VFleaKing thought this was a naked Hash question. So I decided to write hash + sort. The number of nodes in the length range represented by the suffix automatic machine contains L, the number of nodes in the depth of the suffix tree is L. But HZHWCMHF takes a look at VFleaKing’s approach and says it’s very sweaty. So he tried to cut him off.

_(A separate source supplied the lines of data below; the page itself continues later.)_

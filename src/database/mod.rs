pub mod models;


use std::path::Path;
use std::str::FromStr;
use std::sync::{Arc, Mutex};

use rusqlite::{params, Connection, OptionalExtension, Row, Transaction};
use uuid::Uuid;

use crate::error::StoreError;

pub use models::*;

type Result<T> = std::result::Result<T, StoreError>;

pub struct Database {
    conn: Arc<Mutex<Connection>>,
}

impl Database {
    pub fn new(db_path: &Path) -> Result<Self> {
        let conn = Connection::open(db_path)?;

        // WAL for concurrent readers; foreign_keys is off by default
        // in SQLite and the cascade rules depend on it
        conn.execute_batch(
            "
            PRAGMA journal_mode=WAL;
            PRAGMA synchronous=NORMAL;
            PRAGMA foreign_keys=ON;
            PRAGMA cache_size=10000;
            PRAGMA temp_store=MEMORY;
        ",
        )?;

        let db = Self {
            conn: Arc::new(Mutex::new(conn)),
        };

        db.init_schema()?;

        Ok(db)
    }

    fn init_schema(&self) -> Result<()> {
        let conn = self.conn.lock().unwrap();
        conn.execute_batch(
            r#"
            CREATE TABLE IF NOT EXISTS podcasts (
                id TEXT PRIMARY KEY,
                filename TEXT NOT NULL,
                original_filename TEXT,
                file_size INTEGER NOT NULL,
                duration REAL,
                language TEXT NOT NULL DEFAULT 'en',
                upload_date TEXT NOT NULL DEFAULT (datetime('now')),
                file_path TEXT NOT NULL,
                transcript_path TEXT,
                status TEXT NOT NULL DEFAULT 'uploaded',
                error_message TEXT
            );

            CREATE INDEX IF NOT EXISTS idx_podcasts_status ON podcasts(status);
            CREATE INDEX IF NOT EXISTS idx_podcasts_upload_date
                ON podcasts(upload_date DESC);

            CREATE TABLE IF NOT EXISTS analyses (
                id INTEGER PRIMARY KEY AUTOINCREMENT,
                podcast_id TEXT NOT NULL,
                sentiment_positive_pct REAL NOT NULL,
                sentiment_neutral_pct REAL NOT NULL,
                sentiment_negative_pct REAL NOT NULL,
                sentiment_score REAL NOT NULL,
                dominant_tone TEXT NOT NULL,
                tone_calm_pct REAL NOT NULL,
                tone_aggressive_pct REAL NOT NULL,
                tone_persuasive_pct REAL NOT NULL,
                tone_anxious_pct REAL NOT NULL,
                tone_confident_pct REAL NOT NULL,
                tone_excited_pct REAL NOT NULL,
                bias_score INTEGER NOT NULL,
                bias_level TEXT NOT NULL,
                bias_flags_count INTEGER NOT NULL DEFAULT 0,
                processing_time REAL,
                created_at TEXT NOT NULL DEFAULT (datetime('now')),
                result_json_path TEXT,
                FOREIGN KEY (podcast_id) REFERENCES podcasts(id) ON DELETE CASCADE
            );

            CREATE INDEX IF NOT EXISTS idx_analyses_podcast ON analyses(podcast_id);

            CREATE TABLE IF NOT EXISTS bias_flags (
                id INTEGER PRIMARY KEY AUTOINCREMENT,
                analysis_id INTEGER NOT NULL,
                phrase TEXT NOT NULL,
                category TEXT NOT NULL,
                severity TEXT NOT NULL,
                sentence TEXT,
                context TEXT,
                timestamp TEXT NOT NULL,
                timestamp_seconds REAL NOT NULL,
                FOREIGN KEY (analysis_id) REFERENCES analyses(id) ON DELETE CASCADE
            );

            CREATE INDEX IF NOT EXISTS idx_bias_flags_analysis ON bias_flags(analysis_id);
        "#,
        )?;

        Ok(())
    }

    // =========================================================================
    // Podcasts
    // =========================================================================

    /// Register an uploaded podcast. Returns the podcast id (the
    /// caller-supplied UUID, or a fresh v4 when none was given).
    pub fn create_podcast(&self, new: &NewPodcast) -> Result<String> {
        validate_new_podcast(new)?;

        let id = match &new.id {
            Some(id) => {
                Uuid::parse_str(id).map_err(|_| {
                    StoreError::Validation(format!("podcast id '{}' is not a valid UUID", id))
                })?;
                id.clone()
            }
            None => Uuid::new_v4().to_string(),
        };
        let language = new.language.as_deref().unwrap_or("en");
        let upload_date = new
            .upload_date
            .unwrap_or_else(chrono::Utc::now)
            .to_rfc3339();

        let conn = self.conn.lock().unwrap();
        conn.execute(
            "INSERT INTO podcasts (id, filename, original_filename, file_size, duration,
                                   language, upload_date, file_path, transcript_path, status)
             VALUES (?, ?, ?, ?, ?, ?, ?, ?, ?, 'uploaded')",
            params![
                id,
                new.filename,
                new.original_filename,
                new.file_size,
                new.duration,
                language,
                upload_date,
                new.file_path,
                new.transcript_path,
            ],
        )
        .map_err(|e| map_constraint(e, || format!("podcast id '{}' already exists", id)))?;

        log::info!("Registered podcast {} ({})", id, new.filename);
        Ok(id)
    }

    pub fn get_podcast(&self, id: &str) -> Result<Podcast> {
        let conn = self.conn.lock().unwrap();
        conn.query_row(
            &format!("SELECT {} FROM podcasts WHERE id = ?", PODCAST_COLUMNS),
            params![id],
            podcast_from_row,
        )
        .optional()?
        .ok_or_else(|| StoreError::NotFound(format!("podcast '{}'", id)))
    }

    /// All podcasts, newest upload first, optionally filtered by status.
    pub fn list_podcasts(&self, status: Option<PodcastStatus>) -> Result<Vec<Podcast>> {
        let conn = self.conn.lock().unwrap();
        let podcasts = match status {
            Some(status) => {
                let mut stmt = conn.prepare(&format!(
                    "SELECT {} FROM podcasts WHERE status = ?
                     ORDER BY upload_date DESC, id DESC",
                    PODCAST_COLUMNS
                ))?;
                let rows = stmt.query_map(params![status.as_str()], podcast_from_row)?;
                rows.collect::<std::result::Result<Vec<_>, _>>()?
            }
            None => {
                let mut stmt = conn.prepare(&format!(
                    "SELECT {} FROM podcasts ORDER BY upload_date DESC, id DESC",
                    PODCAST_COLUMNS
                ))?;
                let rows = stmt.query_map([], podcast_from_row)?;
                rows.collect::<std::result::Result<Vec<_>, _>>()?
            }
        };
        Ok(podcasts)
    }

    /// The `limit` most recently uploaded podcasts.
    pub fn get_recent_podcasts(&self, limit: i64) -> Result<Vec<Podcast>> {
        let conn = self.conn.lock().unwrap();
        let mut stmt = conn.prepare(&format!(
            "SELECT {} FROM podcasts ORDER BY upload_date DESC, id DESC LIMIT ?",
            PODCAST_COLUMNS
        ))?;
        let rows = stmt.query_map(params![limit], podcast_from_row)?;
        Ok(rows.collect::<std::result::Result<Vec<_>, _>>()?)
    }

    /// Advance a podcast along its processing lifecycle.
    ///
    /// `error_message` must be supplied when (and only when) the new
    /// status is `failed`; it is cleared on every other transition.
    pub fn update_podcast_status(
        &self,
        id: &str,
        new_status: PodcastStatus,
        error_message: Option<&str>,
    ) -> Result<()> {
        match (new_status, error_message) {
            (PodcastStatus::Failed, None) => {
                return Err(StoreError::Validation(
                    "error_message is required when marking a podcast failed".into(),
                ))
            }
            (PodcastStatus::Failed, Some(_)) => {}
            (_, Some(_)) => {
                return Err(StoreError::Validation(format!(
                    "error_message is only allowed with status 'failed', not '{}'",
                    new_status
                )))
            }
            (_, None) => {}
        }

        let mut conn = self.conn.lock().unwrap();
        let tx = conn.transaction()?;

        let current: String = tx
            .query_row(
                "SELECT status FROM podcasts WHERE id = ?",
                params![id],
                |row| row.get(0),
            )
            .optional()?
            .ok_or_else(|| StoreError::NotFound(format!("podcast '{}'", id)))?;
        let current = PodcastStatus::from_str(&current)
            .map_err(|_| StoreError::Integrity(format!("stored status '{}' is invalid", current)))?;

        if !current.can_transition_to(new_status) {
            return Err(StoreError::InvalidTransition(format!(
                "podcast '{}': {} -> {}",
                id, current, new_status
            )));
        }

        tx.execute(
            "UPDATE podcasts SET status = ?, error_message = ? WHERE id = ?",
            params![new_status.as_str(), error_message, id],
        )?;
        tx.commit()?;

        log::info!("Podcast {} moved {} -> {}", id, current, new_status);
        Ok(())
    }

    /// Delete a podcast and, through the cascade rules, every analysis
    /// and bias flag that belongs to it.
    pub fn delete_podcast(&self, id: &str) -> Result<()> {
        let mut conn = self.conn.lock().unwrap();
        let tx = conn.transaction()?;

        let deleted = tx.execute("DELETE FROM podcasts WHERE id = ?", params![id])?;
        if deleted == 0 {
            return Err(StoreError::NotFound(format!("podcast '{}'", id)));
        }
        tx.commit()?;

        log::info!("Deleted podcast {} and its analysis subtree", id);
        Ok(())
    }

    // =========================================================================
    // Analyses
    // =========================================================================

    /// Persist one scoring run: the aggregate metrics plus all bias
    /// flags, in a single transaction. Returns the new analysis id.
    pub fn record_analysis(
        &self,
        podcast_id: &str,
        metrics: &NewAnalysis,
        flags: &[NewBiasFlag],
    ) -> Result<i64> {
        validate_metrics(metrics)?;
        for flag in flags {
            validate_flag(flag)?;
        }

        let created_at = chrono::Utc::now().to_rfc3339();

        let mut conn = self.conn.lock().unwrap();
        let tx = conn.transaction()?;

        let exists: Option<i64> = tx
            .query_row(
                "SELECT 1 FROM podcasts WHERE id = ?",
                params![podcast_id],
                |row| row.get(0),
            )
            .optional()?;
        if exists.is_none() {
            return Err(StoreError::NotFound(format!("podcast '{}'", podcast_id)));
        }

        tx.execute(
            "INSERT INTO analyses (
                podcast_id,
                sentiment_positive_pct, sentiment_neutral_pct, sentiment_negative_pct,
                sentiment_score,
                dominant_tone,
                tone_calm_pct, tone_aggressive_pct, tone_persuasive_pct,
                tone_anxious_pct, tone_confident_pct, tone_excited_pct,
                bias_score, bias_level, bias_flags_count,
                processing_time, created_at, result_json_path
            ) VALUES (?, ?, ?, ?, ?, ?, ?, ?, ?, ?, ?, ?, ?, ?, ?, ?, ?, ?)",
            params![
                podcast_id,
                metrics.sentiment_positive_pct,
                metrics.sentiment_neutral_pct,
                metrics.sentiment_negative_pct,
                metrics.sentiment_score,
                metrics.dominant_tone,
                metrics.tone_calm_pct,
                metrics.tone_aggressive_pct,
                metrics.tone_persuasive_pct,
                metrics.tone_anxious_pct,
                metrics.tone_confident_pct,
                metrics.tone_excited_pct,
                metrics.bias_score,
                metrics.bias_level.as_str(),
                flags.len() as i64,
                metrics.processing_time,
                created_at,
                metrics.result_json_path,
            ],
        )?;
        let analysis_id = tx.last_insert_rowid();

        insert_flags(&tx, analysis_id, flags)?;

        tx.commit()?;

        log::info!(
            "Recorded analysis {} for podcast {} ({} bias flags)",
            analysis_id,
            podcast_id,
            flags.len()
        );
        Ok(analysis_id)
    }

    /// Every analysis recorded for a podcast, oldest first, so the
    /// latest run is the last element. Empty for an unknown id.
    pub fn get_analyses_for_podcast(&self, podcast_id: &str) -> Result<Vec<Analysis>> {
        let conn = self.conn.lock().unwrap();
        let mut stmt = conn.prepare(
            "SELECT id, podcast_id,
                    sentiment_positive_pct, sentiment_neutral_pct, sentiment_negative_pct,
                    sentiment_score, dominant_tone,
                    tone_calm_pct, tone_aggressive_pct, tone_persuasive_pct,
                    tone_anxious_pct, tone_confident_pct, tone_excited_pct,
                    bias_score, bias_level, bias_flags_count,
                    processing_time, created_at, result_json_path
             FROM analyses
             WHERE podcast_id = ?
             ORDER BY created_at ASC, id ASC",
        )?;
        let rows = stmt.query_map(params![podcast_id], analysis_from_row)?;
        Ok(rows.collect::<std::result::Result<Vec<_>, _>>()?)
    }

    /// Bias flags for one analysis, ordered by position in the audio.
    pub fn get_flags_for_analysis(&self, analysis_id: i64) -> Result<Vec<BiasFlag>> {
        let conn = self.conn.lock().unwrap();
        let mut stmt = conn.prepare(
            "SELECT id, analysis_id, phrase, category, severity,
                    sentence, context, timestamp, timestamp_seconds
             FROM bias_flags
             WHERE analysis_id = ?
             ORDER BY timestamp_seconds ASC, id ASC",
        )?;
        let rows = stmt.query_map(params![analysis_id], flag_from_row)?;
        Ok(rows.collect::<std::result::Result<Vec<_>, _>>()?)
    }

    // =========================================================================
    // Stats
    // =========================================================================

    pub fn get_statistics(&self) -> Result<StoreStats> {
        let conn = self.conn.lock().unwrap();

        let total_podcasts: i64 =
            conn.query_row("SELECT COUNT(*) FROM podcasts", [], |row| row.get(0))?;
        let total_analyses: i64 =
            conn.query_row("SELECT COUNT(*) FROM analyses", [], |row| row.get(0))?;
        let avg_bias_score: f64 = conn.query_row(
            "SELECT COALESCE(AVG(bias_score), 0) FROM analyses",
            [],
            |row| row.get(0),
        )?;
        let avg_sentiment_score: f64 = conn.query_row(
            "SELECT COALESCE(AVG(sentiment_score), 0) FROM analyses",
            [],
            |row| row.get(0),
        )?;

        Ok(StoreStats {
            total_podcasts,
            total_analyses,
            avg_bias_score,
            avg_sentiment_score,
        })
    }
}
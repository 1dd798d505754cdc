//! Orchestrator module for the aqua indexer pipeline.
//!
//! Coordinates the provisioner, source, processor, loader and reporter for a
//! single ingestion run.

use std::path::PathBuf;

use tracing::{error, info, instrument, warn};

use crate::errors::PipelineError;
use crate::loader::{Dispatcher, IngestionTally, ShutdownSignal};
use crate::processor::DocumentMapper;
use crate::provisioner::IndexProvisioner;
use crate::reporter::Reporter;
use crate::source::RecordSource;

/// Configuration for the orchestrator.
#[derive(Debug, Clone)]
pub struct OrchestratorConfig {
    /// Do not create the index; assume it is managed elsewhere.
    pub skip_provisioning: bool,
    /// Draw a progress spinner on stderr.
    pub show_progress: bool,
    /// Write failed rows to this CSV file when there are any.
    pub failures_path: Option<PathBuf>,
}

impl Default for OrchestratorConfig {
    fn default() -> Self {
        Self {
            skip_provisioning: false,
            show_progress: true,
            failures_path: None,
        }
    }
}

/// Lifecycle of an ingestion run.
///
/// `Idle → Provisioning → Ingesting → Completed`, with `Aborted` reachable
/// from `Provisioning` (index rejected) and `Ingesting` (input unreadable),
/// and `Cancelled` reachable from `Ingesting` when a shutdown leaves rows unread.
/// Row failures never abort a run.
#[derive(Debug, Clone, Copy, PartialEq, Eq)]
pub enum RunState {
    Idle,
    Provisioning,
    Ingesting,
    Completed,
    Cancelled,
    Aborted,
}

impl RunState {
    pub fn is_terminal(&self) -> bool {
        matches!(
            self,
            RunState::Completed | RunState::Cancelled | RunState::Aborted
        )
    }
}

/// Final report of a run.
#[derive(Debug)]
pub struct RunReport {
    pub state: RunState,
    pub tally: IngestionTally,
    /// The fatal error, for aborted runs.
    pub error: Option<PipelineError>,
    /// Human-readable summary.
    pub summary: String,
}

impl RunReport {
    /// Process exit code for this run.
    ///
    /// * `0` - every row was indexed
    /// * `1` - the run completed but at least one row failed
    /// * `2` - the run was aborted (provisioning or input failure)
    /// * `130` - the run was cancelled
    pub fn exit_code(&self) -> u8 {
        match self.state {
            RunState::Completed if self.tally.is_clean() => 0,
            RunState::Completed => 1,
            RunState::Cancelled => 130,
            _ => 2,
        }
    }
}

/// Orchestrator that drives one ingestion run.
///
/// The orchestrator:
/// - Provisions the index once, before any row is read
/// - Streams rows through the mapper into the dispatcher
/// - Tracks the run state machine
/// - Produces the final report
pub struct Orchestrator {
    provisioner: IndexProvisioner,
    source: RecordSource,
    mapper: DocumentMapper,
    dispatcher: Dispatcher,
    config: OrchestratorConfig,
    state: RunState,
}

impl Orchestrator {
    /// Create a new orchestrator with the given components.
    pub fn new(provisioner: IndexProvisioner, source: RecordSource, dispatcher: Dispatcher) -> Self {
        Self::with_config(provisioner, source, dispatcher, OrchestratorConfig::default())
    }

    /// Create a new orchestrator with custom configuration.
    pub fn with_config(
        provisioner: IndexProvisioner,
        source: RecordSource,
        dispatcher: Dispatcher,
        config: OrchestratorConfig,
    ) -> Self {
        Self {
            provisioner,
            source,
            mapper: DocumentMapper::new(),
            dispatcher,
            config,
            state: RunState::Idle,
        }
    }

    pub fn state(&self) -> RunState {
        self.state
    }

    /// Signal that cancels the run cooperatively.
    pub fn shutdown_signal(&self) -> ShutdownSignal {
        self.dispatcher.shutdown_signal()
    }

    /// Run the pipeline to a terminal state.
    #[instrument(skip(self), fields(index = %self.dispatcher.index_name(), source = %self.source.path().display()))]
    pub async fn run(&mut self) -> RunReport {
        info!("Starting ingestion run");
        let mut reporter = if self.config.show_progress {
            Reporter::new(self.dispatcher.index_name())
        } else {
            Reporter::hidden()
        };

        self.transition(RunState::Provisioning);
        if self.config.skip_provisioning {
            warn!("Provisioning skipped, assuming the index already exists");
        } else if let Err(e) = self.provisioner.provision().await {
            return self.abort(e.into(), IngestionTally::default(), &reporter);
        }

        self.transition(RunState::Ingesting);
        let rows = match self.source.rows() {
            Ok(rows) => rows,
            Err(e) => return self.abort(e.into(), IngestionTally::default(), &reporter),
        };

        let mapper = self.mapper;
        let processed = rows.map(move |row| row.map(|row| mapper.process(row)));
        let result = self.dispatcher.dispatch(processed, &mut reporter).await;
        reporter.finish();

        let outcome = match result {
            Ok(outcome) => outcome,
            Err(e) => {
                let observed = reporter.failures().len() as u64;
                let partial = IngestionTally {
                    attempted: reporter.observed(),
                    succeeded: reporter.observed() - observed,
                    failed: observed,
                };
                return self.abort(e, partial, &reporter);
            }
        };

        if let Some(ref path) = self.config.failures_path {
            if !reporter.failures().is_empty() {
                match reporter.write_failures(path) {
                    Ok(()) => info!(path = %path.display(), "Failed rows written"),
                    Err(e) => warn!(error = %e, "Could not write failed rows"),
                }
            }
        }

        let state = if outcome.interrupted {
            RunState::Cancelled
        } else {
            RunState::Completed
        };
        self.transition(state);

        let tally = outcome.tally;
        RunReport {
            state,
            tally,
            error: None,
            summary: reporter.summarize(&tally),
        }
    }

    fn abort(&mut self, error: PipelineError, tally: IngestionTally, reporter: &Reporter) -> RunReport {
        error!(error = %error, "Ingestion run aborted");
        reporter.finish();
        self.transition(RunState::Aborted);

        let summary = format!("{}\nRun aborted: {}", reporter.summarize(&tally), error);
        RunReport {
            state: RunState::Aborted,
            tally,
            error: Some(error),
            summary,
        }
    }

    fn transition(&mut self, next: RunState) {
        info!(from = ?self.state, to = ?next, "Run state changed");
        self.state = next;
    }
}
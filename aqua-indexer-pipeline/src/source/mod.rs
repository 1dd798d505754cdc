//! Source module for the aqua indexer pipeline.
//!
//! Reads the sensor dataset lazily, one [`RawRow`] per data line, in file
//! order. Every call to [`RecordSource::rows`] re-opens the file, so a source
//! can be replayed and yields the same sequence each time.

use std::fs::File;
use std::path::{Path, PathBuf};

use csv::{ReaderBuilder, StringRecord, StringRecordsIntoIter, Trim};
use tracing::debug;

use crate::errors::SourceError;
use aqua_indexer_shared::{RawRow, REQUIRED_COLUMNS};

/// Options for reading the input file.
#[derive(Debug, Clone)]
pub struct SourceOptions {
    /// Stop after this many data rows. `None` reads the whole file.
    pub max_rows: Option<usize>,
    /// Field delimiter byte.
    pub delimiter: u8,
}

impl Default for SourceOptions {
    fn default() -> Self {
        Self {
            max_rows: None,
            delimiter: b',',
        }
    }
}

/// A delimited file with a header row.
#[derive(Debug, Clone)]
pub struct RecordSource {
    path: PathBuf,
    options: SourceOptions,
}

impl RecordSource {
    /// Create a source reading the whole file with `,` as delimiter.
    pub fn new(path: impl Into<PathBuf>) -> Self {
        Self::with_options(path, SourceOptions::default())
    }

    /// Create a source with custom options.
    pub fn with_options(path: impl Into<PathBuf>, options: SourceOptions) -> Self {
        Self {
            path: path.into(),
            options,
        }
    }

    pub fn path(&self) -> &Path {
        &self.path
    }

    pub fn options(&self) -> &SourceOptions {
        &self.options
    }

    /// Open the file and validate its header.
    ///
    /// # Returns
    ///
    /// * `Ok(Rows)` - A lazy iterator over the data rows
    /// * `Err(SourceError)` - If the file cannot be opened or the header row
    ///   is missing or lacks a required column
    pub fn rows(&self) -> Result<Rows, SourceError> {
        let mut reader = ReaderBuilder::new()
            .delimiter(self.options.delimiter)
            .flexible(true)
            .trim(Trim::Headers)
            .from_path(&self.path)
            .map_err(|source| SourceError::Open {
                path: self.path.clone(),
                source,
            })?;

        let headers = reader
            .headers()
            .map_err(|e| SourceError::header(e.to_string()))?
            .clone();

        if headers.iter().all(str::is_empty) {
            return Err(SourceError::header("file has no header row"));
        }

        let missing: Vec<&str> = REQUIRED_COLUMNS
            .iter()
            .copied()
            .filter(|column| !headers.iter().any(|h| h == *column))
            .collect();
        if !missing.is_empty() {
            return Err(SourceError::header(format!(
                "missing required column(s): {}",
                missing.join(", ")
            )));
        }

        debug!(
            path = %self.path.display(),
            columns = headers.len(),
            max_rows = ?self.options.max_rows,
            "Opened record source"
        );

        Ok(Rows {
            records: reader.into_records(),
            headers,
            line: 0,
            remaining: self.options.max_rows,
        })
    }
}

/// Lazy iterator over the data rows of a [`RecordSource`].
///
/// Yields `Err` once if the file becomes unreadable; callers stop there.
pub struct Rows {
    records: StringRecordsIntoIter<File>,
    headers: StringRecord,
    line: u64,
    remaining: Option<usize>,
}

impl Iterator for Rows {
    type Item = Result<RawRow, SourceError>;

    fn next(&mut self) -> Option<Self::Item> {
        if self.remaining == Some(0) {
            return None;
        }

        let record = self.records.next()?;
        self.line += 1;
        if let Some(remaining) = self.remaining.as_mut() {
            *remaining -= 1;
        }

        let line = self.line;
        Some(
            record
                .map(|record| RawRow::new(line, self.headers.iter().zip(record.iter())))
                .map_err(|source| SourceError::Read { line, source }),
        )
    }
}
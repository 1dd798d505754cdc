use std::env;
use std::process::ExitCode;

use anyhow::{Context, Result};
use clap::Parser;
use colored::Colorize;
use dotenv::dotenv;
use tracing::{error, info, warn};
use tracing_subscriber::EnvFilter;

use aqua_indexer::{Cli, Dependencies, Settings};
use aqua_indexer_pipeline::{RunReport, RunState};

/// Exit code for runs that could not be set up.
const SETUP_FAILURE: u8 = 2;

#[tokio::main]
async fn main() -> ExitCode {
    dotenv().ok();
    init_tracing();

    let cli = Cli::parse();

    match run(cli).await {
        Ok(report) => {
            println!("{}", report.summary);
            print_status(&report);
            ExitCode::from(report.exit_code())
        }
        Err(e) => {
            error!("Indexer failed to start: {}", e);
            eprintln!("\n{} {}", "Error:".red().bold(), e);

            let mut source = e.source();
            while let Some(err) = source {
                eprintln!("  Caused by: {}", err);
                source = err.source();
            }

            ExitCode::from(SETUP_FAILURE)
        }
    }
}

fn init_tracing() {
    let filter = EnvFilter::try_from_default_env().unwrap_or_else(|_| EnvFilter::new("info"));
    let json = env::var("LOG_FORMAT")
        .map(|v| v.eq_ignore_ascii_case("json"))
        .unwrap_or(false);

    if json {
        tracing_subscriber::fmt()
            .with_env_filter(filter)
            .with_writer(std::io::stderr)
            .json()
            .init();
    } else {
        tracing_subscriber::fmt()
            .with_env_filter(filter)
            .with_writer(std::io::stderr)
            .init();
    }
}

async fn run(cli: Cli) -> Result<RunReport> {
    let settings = Settings::from_cli(&cli).context("Invalid configuration")?;
    let Dependencies { mut orchestrator } =
        Dependencies::new(settings).context("Failed to initialize dependencies")?;

    let shutdown = orchestrator.shutdown_signal();
    tokio::spawn(async move {
        if tokio::signal::ctrl_c().await.is_ok() {
            warn!("Interrupt received, finishing in-flight requests");
            shutdown.trigger();
        }
    });

    info!("Aqua indexer starting");
    let report = orchestrator.run().await;
    info!(state = ?report.state, exit_code = report.exit_code(), "Aqua indexer finished");

    Ok(report)
}

fn print_status(report: &RunReport) {
    let tally = &report.tally;
    match report.state {
        RunState::Completed if tally.is_clean() => {
            println!("{} {} rows indexed", "OK".green().bold(), tally.succeeded);
        }
        RunState::Completed => {
            println!(
                "{} {} of {} rows failed",
                "FAILED".yellow().bold(),
                tally.failed,
                tally.attempted
            );
        }
        RunState::Cancelled => {
            println!(
                "{} cancelled after {} rows",
                "CANCELLED".yellow().bold(),
                tally.attempted
            );
        }
        _ => {
            let cause = report
                .error
                .as_ref()
                .map(|e| e.to_string())
                .unwrap_or_default();
            println!("{} {}", "ABORTED".red().bold(), cause);
        }
    }
}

VFleaKing uses a lexicographical hash, which looks like this: u64 val = 0; for (int i = 0; i < l; i++) val = (val * base + s[i] – ‘a’) % Mod; U64 is unsigned int64, the range is 0, 2^64. Base is a constant, VFleaKing determines its mood. Mod = 1000000007. Then VFleaKing sorts the hashes, deduplicates them, and finds out how many different hashes there are. The C++ code for its algorithm is as follows:
typedef unsigned long long u64;
const int MaxN = 100000;
inline int hash_handle(const char *s, const int &n, const int &l, const int &base)
{
const int Mod = 1000000007;
u64 hash_pow_l = 1;
for (int i = 1; i <= l; i++)
hash_pow_l = (hash_pow_l * base) % Mod;
int li_n = 0;
static int li[MaxN];
u64 val = 0;
for (int i = 0; i < l; i++)
val = (val * base + s[i] – ‘a’) % Mod;
li[li_n++] = val;
for (int i = l; i < n; i++)
{
val = (val * base + s[i] – ‘a’) % Mod;
val = (val + Mod – ((s[i – l] – ‘a’) * hash_pow_l) % Mod) % Mod;
li[li_n++] = val;
}
sort(li, li + li_n);
li_n = unique(li, li + li_n) – li;
return li_n;
}
HZHWCMHF certainly knows how to jam! But he wants to test you. \
Input
No input. \
Output
You need to output a set of data to make the VFleaKing code WA out. We will use Special Judge to check the validity of your results. The first line contains two numbers, n and L, separated by Spaces. The second line is a string of length N. Contains only ‘a’ to ‘z’. Need to ensure that 1 <= n <= 10^5, 1 <= L <= n, do not conform to the above format will WA. Do not have redundant characters, which may cause you to WA.
Sample Input
There is no \
Sample Output
8 4 buaabuaa (of course this output will be WA) \
HINT
If there are 23 or more people in a room, there is a greater than 50% chance that at least two of them will share a birthday. \
Source
VFleaKing & hzhwcmhf
Title link: www.lydsy.com/JudgeOnline…
Analysis:
If there are 23 or more people in a room, there is a greater than 50% chance that at least two of them will share a birthday.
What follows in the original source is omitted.